More cosmic slides and alien worlds / cloudscapes are shown over an undoubtedly live “Wind Of Change” which nevertheless stays as faithful to the original arrangement on HOTMG as it is possible to do in the absence of Simon House and his violin.  But just as you think this heralds a return to concert footage there is instead some up-close coverage from the rehearsal room, which features a rough, but excellent “Needle Gun”, along with the usual cacophony of any rock band in that situation, between numbers.  Oddly, the visuals are very posterized in this segment – one wonders why this was done, since straightforward footage at such an intimate range would have been very valuable.  As if to match the washed-out quality of the visuals, the band proceed to get completely snarled up in “Needle Gun” and it crashes to a halt with Dave calling “All right, all right, enough of that!”

And then it’s “Time We Left” from Palace Springs playing alongside bursts of orange stage lights and flashes of mauve, oil-wheel back projections, etc..  As with all the other stage sequences in this video, this is pretty grainy, low resolution and dark.  Budgets, technology and lighting conditions probably explain that, as noted previously.  And that’s pretty much it, with just the closing credits to follow, overlaid onto some sort of backstage gathering with the band and a few others standing around chit-chatting inconsequentially like you do… 

But what’s this?  An encore?  Another section is tacked on, this time showing the band with Bridgett Wishart semaphoring from inside an industrial NBC suit, in front of a purplish backcloth.  Pretty soon stuff is being projected onto it while the band launch into a clearer, more streamlined rendition of “Needle Gun” than anything heard hitherto on this tape.  The visual quality is different too, less focussed and more contrasted than before – no shades of grey, just deep inky pools of blackness behind and brightly coloured blobs closer at hand.  Though the camera’s viewpoint is quite distant from proceedings, giving the impression of being located at the rear left-hand corner of the venue.  The editing too is more amateurish, with some very awkward cuts in both the opening number and in “The Golden Void” which follows.  But the soundtrack did plainly originate with the visuals rather than being tacked on from a contemporaneous live album – though in fact it’s not that much different from the live albums that cover this period in such depth.  For instance, the third number into the set, Ejection, is opened with Bridgett’s awful spoken piece which is already familiar from the California Brainstorm CD.

And then fittingly we get a somewhat frayed version of “Brainstorm” itself, with Alan Davey really coming to the fore for almost the first time on this video.  The lengthy instrumental passages here are dominated by fierce white/violet strobing until a mellower orange glow heralds the reggae-ish middle section over which Bridgett performs “Your Secret’s Safe With Me” – one of her better moments here, though overall I feel her shortcomings with Hawkwind can be largely ascribed to mismatch rather than to individual failings solely on her part.  Anyway, I’ve wandered almost as far as this segment of “Brainstorm”, which gets back on track with some excellent work from Alan Davey, whose bass parts lead from the front and drag the rest of the band along in a high-octane rush for the finishing line: over which they all fall, breathless but together.

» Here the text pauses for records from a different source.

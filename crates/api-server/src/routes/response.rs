//! JSON body shared by the function endpoints

use serde::Serialize;
use todo_core::ops::PurgeReport;
use todo_core::task::TaskRecord;

/// `success` carries the outcome; backend failures still answer 200.
#[derive(Debug, Serialize)]
#[serde(rename_all = "camelCase")]
pub struct FunctionResponse {
    pub success: bool,
    pub message: String,
    #[serde(skip_serializing_if = "Option::is_none")]
    pub updated_todos: Option<Vec<TaskRecord>>,
    #[serde(skip_serializing_if = "Option::is_none")]
    pub deleted: Option<PurgeReport>,
    #[serde(skip_serializing_if = "Option::is_none")]
    pub error: Option<String>,
}

impl FunctionResponse {
    fn new(success: bool, message: impl Into<String>) -> Self {
        Self {
            success,
            message: message.into(),
            updated_todos: None,
            deleted: None,
            error: None,
        }
    }

    pub fn reordered(updated: Vec<TaskRecord>) -> Self {
        Self {
            updated_todos: Some(updated),
            ..Self::new(true, "Order fields updated successfully")
        }
    }

    pub fn purged(report: PurgeReport) -> Self {
        Self {
            deleted: Some(report),
            ..Self::new(true, "User deleted successfully")
        }
    }

    pub fn failure(message: impl Into<String>, error: &todo_core::Error) -> Self {
        Self {
            error: Some(error.to_string()),
            ..Self::new(false, message)
        }
    }

    pub fn unsupported_action(action: Option<&str>) -> Self {
        let error = match action {
            Some(action) => format!(
                "Unknown action {:?}; expected reassignOrder or deleteUser",
                action
            ),
            None => "Missing action; expected reassignOrder or deleteUser".to_string(),
        };
        Self {
            error: Some(error),
            ..Self::new(false, "Unsupported action")
        }
    }
}
//! Health check endpoint

use axum::{extract::State, routing::get, Json, Router};
use serde::Serialize;

use crate::state::AppState;

#[derive(Serialize)]
#[serde(rename_all = "camelCase")]
struct HealthResponse {
    status: String,
    version: String,
    backend: String,
    order_offset: i64,
}

async fn health_check(State(state): State<AppState>) -> Json<HealthResponse> {
    Json(HealthResponse {
        status: "ok".to_string(),
        version: env!("CARGO_PKG_VERSION").to_string(),
        backend: state.backend_name().to_string(),
        order_offset: state.reorder_options().offset,
    })
}

pub fn router() -> Router<AppState> {
    Router::new().route("/health", get(health_check))
}
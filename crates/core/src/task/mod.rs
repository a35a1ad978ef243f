//! Task module
//!
//! This module contains task record types, the reindexing logic and the
//! repository interface used to read and write records.

mod model;
mod reindex;
mod repository;

pub use model::*;
pub use reindex::*;
pub use repository::TaskRepository;
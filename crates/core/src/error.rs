//! Error types for the core library

use thiserror::Error;

#[derive(Error, Debug)]
pub enum Error {
    /// Error reported by the backend; the message is kept verbatim.
    #[error("{message}")]
    Backend {
        code: u16,
        kind: Option<String>,
        message: String,
    },

    #[error("{0}")]
    Http(#[from] reqwest::Error),

    #[error("IO error: {0}")]
    Io(#[from] std::io::Error),

    #[error("Serialization error: {0}")]
    Serialization(#[from] serde_json::Error),

    #[error("Not found: {0}")]
    NotFound(String),

    #[error("Invalid input: {0}")]
    InvalidInput(String),

    #[error("Configuration error: {0}")]
    Config(String),
}

impl Error {
    pub fn backend(code: u16, message: impl Into<String>) -> Self {
        Self::Backend {
            code,
            kind: None,
            message: message.into(),
        }
    }
}
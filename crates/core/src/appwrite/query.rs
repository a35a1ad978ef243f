//! List queries in the backend's JSON query syntax

use serde_json::{json, Value};

/// A single list filter, sort or pagination query
#[derive(Debug, Clone, PartialEq)]
pub enum Query {
    Equal { attribute: String, values: Vec<Value> },
    OrderAsc(String),
    Limit(usize),
    CursorAfter(String),
}

impl Query {
    pub fn equal(attribute: impl Into<String>, value: impl Into<Value>) -> Self {
        Self::Equal {
            attribute: attribute.into(),
            values: vec![value.into()],
        }
    }

    pub fn order_asc(attribute: impl Into<String>) -> Self {
        Self::OrderAsc(attribute.into())
    }

    pub fn limit(limit: usize) -> Self {
        Self::Limit(limit)
    }

    pub fn cursor_after(document_id: impl Into<String>) -> Self {
        Self::CursorAfter(document_id.into())
    }

    pub fn to_value(&self) -> Value {
        match self {
            Self::Equal { attribute, values } => json!({
                "method": "equal",
                "attribute": attribute,
                "values": values,
            }),
            Self::OrderAsc(attribute) => json!({
                "method": "orderAsc",
                "attribute": attribute,
            }),
            Self::Limit(limit) => json!({
                "method": "limit",
                "values": [limit],
            }),
            Self::CursorAfter(id) => json!({
                "method": "cursorAfter",
                "values": [id],
            }),
        }
    }
}

impl std::fmt::Display for Query {
    fn fmt(&self, f: &mut std::fmt::Formatter<'_>) -> std::fmt::Result {
        write!(f, "{}", self.to_value())
    }
}
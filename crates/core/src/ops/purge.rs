//! Account purge: avatar, tasks, then the user record

use serde::{Deserialize, Serialize};
use tracing::{debug, info};

use crate::task::TaskRepository;
use crate::user::{FileStorage, UserDirectory};
use crate::{Error, Result};

/// Action requested of the account endpoint
#[derive(Debug, Clone, Copy, PartialEq, Eq, Serialize, Deserialize)]
#[serde(rename_all = "camelCase")]
pub enum AccountAction {
    ReassignOrder,
    DeleteUser,
}

impl AccountAction {
    /// Parse the query-string value; matching is exact
    pub fn parse(raw: &str) -> Option<Self> {
        match raw {
            "reassignOrder" => Some(Self::ReassignOrder),
            "deleteUser" => Some(Self::DeleteUser),
            _ => None,
        }
    }

    pub fn as_str(&self) -> &'static str {
        match self {
            Self::ReassignOrder => "reassignOrder",
            Self::DeleteUser => "deleteUser",
        }
    }
}

/// What a completed purge removed
#[derive(Debug, Clone, Default, PartialEq, Eq, Serialize)]
#[serde(rename_all = "camelCase")]
pub struct PurgeReport {
    pub avatar_deleted: bool,
    pub tasks_deleted: usize,
}

/// Delete a user's avatar file, every task they own and finally the account.
///
/// `bucket_id` is only required when the user has an avatar reference.
pub async fn purge_account(
    users: &dyn UserDirectory,
    files: &dyn FileStorage,
    tasks: &dyn TaskRepository,
    bucket_id: Option<&str>,
    user_id: &str,
) -> Result<PurgeReport> {
    let mut report = PurgeReport::default();
    let user = users.get(user_id).await?;

    if let Some(file_id) = user.avatar_file_id() {
        let bucket_id = bucket_id
            .ok_or_else(|| Error::Config("storage bucket ID is not configured".into()))?;
        debug!("Deleting avatar {} from bucket {}", file_id, bucket_id);
        files.delete_file(bucket_id, file_id).await?;
        report.avatar_deleted = true;
    }

    for task in tasks.list_for_user(user_id).await? {
        debug!("Deleting task {}", task.id);
        tasks.delete(&task.id).await?;
        report.tasks_deleted += 1;
    }

    users.delete(user_id).await?;

    info!(
        "Purged user {:?}: avatar_deleted={}, tasks_deleted={}",
        user_id, report.avatar_deleted, report.tasks_deleted
    );
    Ok(report)
}
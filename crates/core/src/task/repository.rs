//! Task repository trait
//!
//! Defines the interface for task storage operations.

use async_trait::async_trait;

use super::model::TaskRecord;
use crate::Result;

/// Repository interface over the backend task collection
#[async_trait]
pub trait TaskRepository: Send + Sync {
    /// List every record owned by `user_id`, ascending by order value
    async fn list_for_user(&self, user_id: &str) -> Result<Vec<TaskRecord>>;

    /// Persist a new order value and return the record as stored
    async fn update_order(&self, id: &str, order: i64) -> Result<TaskRecord>;

    /// Delete a record by ID
    async fn delete(&self, id: &str) -> Result<()>;
}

As if to underline Alan’s burgeoning domination of proceedings, his song “Wings” is featured next.  To be honest I thought Bedouin did it better, with more -soaring- lead guitar, and fewer layers of keybord than are here.  Visually the backdrop is a steady blue with bird silhouettes,and Bridgett throws the odd literally statuesque shape – fortunately for her there were no pigeons in the vicinity to lend further verisimilitude.  (The song is not called *Rats With* Wings, after all…)   Proceedings liven up with “Out of The Shadows”, and Dave comes to the fore with his guitar sound riding high in the mix and the camera even closing in on him during the protracted first verse.  The footlights start to dominate during the instrumental section which follows, and the band here give a great demonstration of playing it structurally loose, seeing as this is basically just a jam, but in terms of arrangement they are tight as a drum. 

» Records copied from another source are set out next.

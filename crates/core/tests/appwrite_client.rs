//! AppwriteClient against a local stand-in for the Appwrite REST API

use std::sync::{Arc, Mutex};

use axum::{
    extract::{Path, RawQuery, State},
    http::{HeaderMap, StatusCode},
    response::{IntoResponse, Response},
    routing::{delete, get},
    Json, Router,
};
use serde_json::{json, Value};

use todo_core::appwrite::{AppwriteClient, AppwriteConfig};
use todo_core::ops::{purge_account, reassign_order, ReorderOptions};
use todo_core::task::TaskRepository;
use todo_core::user::{FileStorage, UserDirectory};
use todo_core::Error;

const PROJECT: &str = "proj-1";

#[derive(Default)]
struct FakeState {
    documents: Vec<Value>,
    users: Vec<Value>,
    files: Vec<(String, String)>,
    requests: Vec<String>,
    api_keys: Vec<Option<String>>,
}

#[derive(Clone, Default)]
struct Fake(Arc<Mutex<FakeState>>);

impl Fake {
    fn requests(&self) -> Vec<String> {
        self.0.lock().unwrap().requests.clone()
    }

    fn document(&self, id: &str) -> Option<Value> {
        let state = self.0.lock().unwrap();
        state.documents.iter().find(|d| d["$id"] == id).cloned()
    }
}

fn error(status: StatusCode, message: &str, kind: &str) -> Response {
    (
        status,
        Json(json!({ "message": message, "code": status.as_u16(), "type": kind })),
    )
        .into_response()
}

/// Records the request and checks the project header
fn admit(fake: &Fake, headers: &HeaderMap, line: String) -> Result<(), Response> {
    let mut state = fake.0.lock().unwrap();
    state.requests.push(line);
    state.api_keys.push(
        headers
            .get("x-appwrite-key")
            .and_then(|v| v.to_str().ok())
            .map(str::to_string),
    );
    match headers.get("x-appwrite-project").and_then(|v| v.to_str().ok()) {
        Some(PROJECT) => Ok(()),
        _ => Err(error(
            StatusCode::UNAUTHORIZED,
            "Project is not accessible in this region.",
            "general_access_forbidden",
        )),
    }
}

fn parse_queries(raw: Option<String>) -> Vec<Value> {
    raw.unwrap_or_default()
        .split('&')
        .filter_map(|pair| pair.split_once('='))
        .filter(|(key, _)| urlencoding::decode(key).map(|k| k == "queries[]").unwrap_or(false))
        .filter_map(|(_, value)| {
            let value = value.replace('+', " ");
            let decoded = urlencoding::decode(&value).ok()?;
            serde_json::from_str(&decoded).ok()
        })
        .collect()
}

async fn list_documents(
    State(fake): State<Fake>,
    headers: HeaderMap,
    RawQuery(raw): RawQuery,
) -> Response {
    if let Err(resp) = admit(&fake, &headers, "GET documents".into()) {
        return resp;
    }

    let queries = parse_queries(raw);
    let mut user_id = None;
    let mut limit = 25usize;
    let mut cursor = None;
    for q in &queries {
        match q["method"].as_str() {
            Some("equal") if q["attribute"] == "userId" => user_id = Some(q["values"][0].clone()),
            Some("limit") => limit = q["values"][0].as_u64().unwrap_or(25) as usize,
            Some("cursorAfter") => cursor = q["values"][0].as_str().map(str::to_string),
            _ => {}
        }
    }

    let state = fake.0.lock().unwrap();
    let mut docs: Vec<Value> = state
        .documents
        .iter()
        .filter(|d| Some(&d["userId"]) == user_id.as_ref())
        .cloned()
        .collect();
    docs.sort_by_key(|d| d["order"].as_i64().unwrap_or_default());
    let total = docs.len();

    let start = match cursor {
        Some(id) => docs.iter().position(|d| d["$id"] == id.as_str()).map_or(0, |i| i + 1),
        None => 0,
    };
    let page: Vec<Value> = docs.into_iter().skip(start).take(limit).collect();

    Json(json!({ "total": total, "documents": page })).into_response()
}

async fn update_document(
    State(fake): State<Fake>,
    headers: HeaderMap,
    Path((_db, _col, id)): Path<(String, String, String)>,
    Json(body): Json<Value>,
) -> Response {
    if let Err(resp) = admit(&fake, &headers, format!("PATCH {}", id)) {
        return resp;
    }

    let mut state = fake.0.lock().unwrap();
    match state.documents.iter_mut().find(|d| d["$id"] == id.as_str()) {
        Some(doc) => {
            doc["order"] = body["data"]["order"].clone();
            Json(doc.clone()).into_response()
        }
        None => error(
            StatusCode::NOT_FOUND,
            "Document with the requested ID could not be found.",
            "document_not_found",
        ),
    }
}

async fn delete_document(
    State(fake): State<Fake>,
    headers: HeaderMap,
    Path((_db, _col, id)): Path<(String, String, String)>,
) -> Response {
    if let Err(resp) = admit(&fake, &headers, format!("DELETE document {}", id)) {
        return resp;
    }
    let mut state = fake.0.lock().unwrap();
    state.documents.retain(|d| d["$id"] != id.as_str());
    StatusCode::NO_CONTENT.into_response()
}

async fn get_user(
    State(fake): State<Fake>,
    headers: HeaderMap,
    Path(id): Path<String>,
) -> Response {
    if let Err(resp) = admit(&fake, &headers, format!("GET user {}", id)) {
        return resp;
    }
    let state = fake.0.lock().unwrap();
    match state.users.iter().find(|u| u["$id"] == id.as_str()) {
        Some(user) => Json(user.clone()).into_response(),
        None => error(
            StatusCode::NOT_FOUND,
            "User with the requested ID could not be found.",
            "user_not_found",
        ),
    }
}

async fn delete_user(
    State(fake): State<Fake>,
    headers: HeaderMap,
    Path(id): Path<String>,
) -> Response {
    if let Err(resp) = admit(&fake, &headers, format!("DELETE user {}", id)) {
        return resp;
    }
    let mut state = fake.0.lock().unwrap();
    state.users.retain(|u| u["$id"] != id.as_str());
    StatusCode::NO_CONTENT.into_response()
}

async fn delete_file(
    State(fake): State<Fake>,
    headers: HeaderMap,
    Path((bucket, file)): Path<(String, String)>,
) -> Response {
    if let Err(resp) = admit(&fake, &headers, format!("DELETE file {}/{}", bucket, file)) {
        return resp;
    }
    let mut state = fake.0.lock().unwrap();
    state.files.retain(|(b, f)| !(b == &bucket && f == &file));
    StatusCode::NO_CONTENT.into_response()
}

async fn spawn_fake(fake: Fake) -> String {
    let app = Router::new()
        .route(
            "/v1/databases/{db}/collections/{col}/documents",
            get(list_documents),
        )
        .route(
            "/v1/databases/{db}/collections/{col}/documents/{id}",
            delete(delete_document).patch(update_document),
        )
        .route("/v1/users/{id}", get(get_user).delete(delete_user))
        .route("/v1/storage/buckets/{bucket}/files/{file}", delete(delete_file))
        .with_state(fake);

    let listener = tokio::net::TcpListener::bind("127.0.0.1:0").await.unwrap();
    let addr = listener.local_addr().unwrap();
    tokio::spawn(async move {
        axum::serve(listener, app).await.unwrap();
    });
    format!("http://{}/v1", addr)
}

fn doc(id: &str, user_id: &str, status: &str, order: i64) -> Value {
    json!({
        "$id": id,
        "$collectionId": "todos",
        "userId": user_id,
        "status": status,
        "order": order,
        "title": format!("task {}", id),
    })
}

fn client(endpoint: &str) -> AppwriteClient {
    AppwriteClient::new(
        AppwriteConfig::new(PROJECT, "db", "todos")
            .with_endpoint(endpoint)
            .with_api_key("secret-key"),
    )
    .unwrap()
}

#[tokio::test]
async fn list_pages_through_all_documents() {
    let fake = Fake::default();
    {
        let mut state = fake.0.lock().unwrap();
        for (i, order) in [50, 10, 40, 20, 30].iter().enumerate() {
            state.documents.push(doc(&format!("d{}", i), "u1", "todo", *order));
        }
        state.documents.push(doc("other", "u2", "todo", 1));
    }
    let endpoint = spawn_fake(fake.clone()).await;

    let records = client(&endpoint)
        .with_page_size(2)
        .list_for_user("u1")
        .await
        .unwrap();

    let orders: Vec<i64> = records.iter().map(|r| r.order).collect();
    assert_eq!(orders, vec![10, 20, 30, 40, 50]);
    assert_eq!(records[0].attributes["title"], "task d1");

    let lists = fake
        .requests()
        .into_iter()
        .filter(|r| r == "GET documents")
        .count();
    assert_eq!(lists, 3);
}

#[tokio::test]
async fn reassign_order_writes_back_through_client() {
    let fake = Fake::default();
    {
        let mut state = fake.0.lock().unwrap();
        state.documents.push(doc("a", "u1", "Doing", 1));
        state.documents.push(doc("b", "u1", "todo", 9));
        state.documents.push(doc("c", "u1", "archived", 5));
        state.documents.push(doc("d", "u1", "todo", 3));
    }
    let endpoint = spawn_fake(fake.clone()).await;
    let client = client(&endpoint);

    let updated = reassign_order(&client, "u1", ReorderOptions::default())
        .await
        .unwrap();

    let result: Vec<_> = updated.iter().map(|t| (t.id.as_str(), t.order)).collect();
    assert_eq!(result, vec![("d", 100), ("b", 200), ("a", 300)]);
    assert_eq!(fake.document("a").unwrap()["order"], 300);
    assert_eq!(fake.document("c").unwrap()["order"], 5);
    assert_eq!(
        fake.requests()[1..].to_vec(),
        vec!["PATCH d", "PATCH b", "PATCH a"]
    );
}

#[tokio::test]
async fn null_order_documents_are_reordered() {
    let fake = Fake::default();
    {
        let mut state = fake.0.lock().unwrap();
        state.documents.push(doc("b", "u1", "todo", 5));
        let mut unset = doc("a", "u1", "todo", 0);
        unset["order"] = Value::Null;
        state.documents.push(unset);
    }
    let endpoint = spawn_fake(fake.clone()).await;
    let client = client(&endpoint);

    let fetched = client.list_for_user("u1").await.unwrap();
    assert_eq!(fetched.len(), 2);

    let updated = reassign_order(&client, "u1", ReorderOptions::default())
        .await
        .unwrap();

    let result: Vec<_> = updated.iter().map(|t| (t.id.as_str(), t.order)).collect();
    assert_eq!(result, vec![("a", 100), ("b", 200)]);
    assert_eq!(fake.document("a").unwrap()["order"], 100);
}

#[tokio::test]
async fn backend_error_message_is_verbatim() {
    let endpoint = spawn_fake(Fake::default()).await;

    let err = client(&endpoint).update_order("missing", 100).await.unwrap_err();

    assert_eq!(err.to_string(), "Document with the requested ID could not be found.");
    match err {
        Error::Backend { code, kind, .. } => {
            assert_eq!(code, 404);
            assert_eq!(kind.as_deref(), Some("document_not_found"));
        }
        e => panic!("Expected Backend error, got: {:?}", e),
    }
}

#[tokio::test]
async fn wrong_project_is_rejected() {
    let endpoint = spawn_fake(Fake::default()).await;
    let client = AppwriteClient::new(
        AppwriteConfig::new("other-project", "db", "todos").with_endpoint(&endpoint),
    )
    .unwrap();

    let err = client.list_for_user("u1").await.unwrap_err();
    assert!(matches!(err, Error::Backend { code: 401, .. }));
}

#[tokio::test]
async fn purge_issues_calls_in_order_with_api_key() {
    let fake = Fake::default();
    {
        let mut state = fake.0.lock().unwrap();
        state
            .users
            .push(json!({ "$id": "u1", "name": "Ada", "prefs": { "avatar": "f1" } }));
        state.files.push(("avatars".into(), "f1".into()));
        state.documents.push(doc("t1", "u1", "todo", 1));
        state.documents.push(doc("t2", "u1", "doing", 2));
    }
    let endpoint = spawn_fake(fake.clone()).await;
    let client = client(&endpoint);

    let report = purge_account(&client, &client, &client, Some("avatars"), "u1")
        .await
        .unwrap();

    assert!(report.avatar_deleted);
    assert_eq!(report.tasks_deleted, 2);
    assert_eq!(
        fake.requests(),
        vec![
            "GET user u1",
            "DELETE file avatars/f1",
            "GET documents",
            "DELETE document t1",
            "DELETE document t2",
            "DELETE user u1",
        ]
    );

    let state = fake.0.lock().unwrap();
    assert!(state.users.is_empty());
    assert!(state.files.is_empty());
    assert!(state.documents.is_empty());
    assert!(state
        .api_keys
        .iter()
        .all(|key| key.as_deref() == Some("secret-key")));
}

#[tokio::test]
async fn trait_objects_share_one_client() {
    let endpoint = spawn_fake(Fake::default()).await;
    let client = Arc::new(client(&endpoint));

    let tasks: Arc<dyn TaskRepository> = client.clone();
    let users: Arc<dyn UserDirectory> = client.clone();
    let files: Arc<dyn FileStorage> = client;

    assert!(tasks.list_for_user("nobody").await.unwrap().is_empty());
    assert!(matches!(users.get("nobody").await, Err(Error::Backend { code: 404, .. })));
    files.delete_file("avatars", "none").await.unwrap();
}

During “Seveth Star” Bridgett does some effective whirling of bright hand-held flashlights, emulating or evoking the fire eaters who seemed to be obligatory fixtures of UK shows at the time.  The lightshow echoes what Bridgett is doing, with circular ripples of white light across the otherwise darkened backdrop.  Meanwhile Dave and Harvey are doing the de rigeur lead parts, and as expected Night Of The Hawks emerges on cue…the stage is in practically complete darkness by this point.  That and the overfamiliarity of the material and arrangement make this a relatively uninteresting segment of the video, even allowing for Bridgett’s revolting but pointless horned demon / cat mask.  Only a muscular two-chord coda (along “Spirit Of The Age” lines) does anything novel.  Fortunately Bridgett’s next mask is a good deal better and comes out while one of Harvey’s synthscapes is grinding away disturbingly.  In still shots I’ve likened this particular mask to the visage of Baronness Thatcher: but in it, Bridgett also manages to look like the nightmare teacher figure in the video of Pink Floyd’s “The Wall”.  The mood remains dark, even if the lightshow does not, with the band moving into “Back In The Box”.  This would be one of Bridgett’s better renditions of this song, her restrained vocals nicely set off by some staccato dance and a strangely insectoid alien baldy costume.  But then the double act with Harvey happens along and it’s complete rubbish in my view.  I’ll say no more about that.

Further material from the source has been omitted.